In athletics he represented Britain on many occasions, running in the 1928 Olympic Games, in the 5,000 metres, against the legendary Nurmi of Finland and winning a gold medal in the 1930 Empire Games.

Oddie joined the Meteorological Office in 1926 and retired in 1966 as Deputy Director. The Meteorological Office was formed in 1854 so that, according to Hansard, "we might know in this metropolis the condition of the weather 24 hours beforehand [laughter]". Its first head was Admiral Robert FitzRoy, who was captain of the Beagle on the remarkable survey voyage during which Charles Darwin made the observations later used in developing his theories of evolution. FitzRoy set up a system for communicating weather observations by telegraph and the first storm warning for shipping was issued on 6 February 1861.

Brian Oddie's first job placed him in the forefront of meteorological research in connection with the airship development programme. This came to an abrupt end in 1930 with the R101 disaster but the results, embodied in papers on low- level wind structure, have had a long-lasting value.

Oddie became a practising weather forecaster, serving in both war and peacetime in places as different as the north-west frontier in India and the Shetland Islands. In those days all the charts were plotted by hand with twin black and red pens and there was no assistance in analysis and forecasting from computer models, satellite pictures or weather radar.

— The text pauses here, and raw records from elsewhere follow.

//! Error taxonomy for condition evaluation and failure-policy application (§7).

use thiserror::Error;

#[derive(Error, Debug, PartialEq, Clone)]
pub enum ScenarioError {
    #[error(transparent)]
    Graph(#[from] netgraph_core::GraphError),

    #[error("malformed selector pattern: {0}")]
    MalformedSelector(String),

    #[error("comparison operator applied to non-numeric operand at '{0}'")]
    InvalidConditionOperand(String),

    #[error("'contains'/'not_contains' requires a string or array left operand at '{0}'")]
    InvalidContainsOperand(String),

    #[error("'in'/'not_in' requires an array right operand in condition on '{0}'")]
    InvalidInOperand(String),

    #[error("failure mode weights sum to zero in policy '{0}'")]
    ZeroSumWeights(String),

    #[error("unknown failure policy: {0}")]
    UnknownPolicy(String),

    #[error("unknown risk group: {0}")]
    UnknownRiskGroup(String),
}

pub type ScenarioResult<T> = Result<T, ScenarioError>;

In 1955 he returned to research and established himself in atmospheric chemistry, where his realistic opinions on the subject of rain-making were not always well received. As Deputy Director from 1959 he was much involved with techniques of observing the weather and the planning and installation of the high-speed computer, Comet.

High-speed then would mean desk-top now, but developments in numerical models of the atmosphere taken forward by others have since transformed the science of weather forecasting, which has always been a science, though perhaps in his time more tinged with the art of experience.

Brian Oddie was gentle, compassionate and intelligent. He was a man with a child-like passion in whatever took his interest. This varied enormously and included games-playing, music, history, astronomy, carpentry and, most importantly, his grandchildren.

At bridge, he founded the local league in Bracknell, still flourishing over 30 years later. With his wife Phyl, he played a mean game; they took up the Precision Club system in their eighties and were still winning events at a combined age of over 180.

He became the president of the local history society and had a particular interest in local church history and the history of pub signs.

Brian Oddie lived his 91 years to the full. He was a broad and cultured man with a twinkle of good-humour. I imagine he is the only person to have quoted Gertrude Stein at a postings board meeting of the Meteorological Office.

Brian Cecil Vernon Oddie, meteorologist: born Luton 15 May 1905; staff, Meteorological Office 1926- 66, Deputy Director 1959-66; CBE 1965; married 1933 Phyllis Bate (one son, one daughter); died Bracknell, Berkshire 7 August 1996.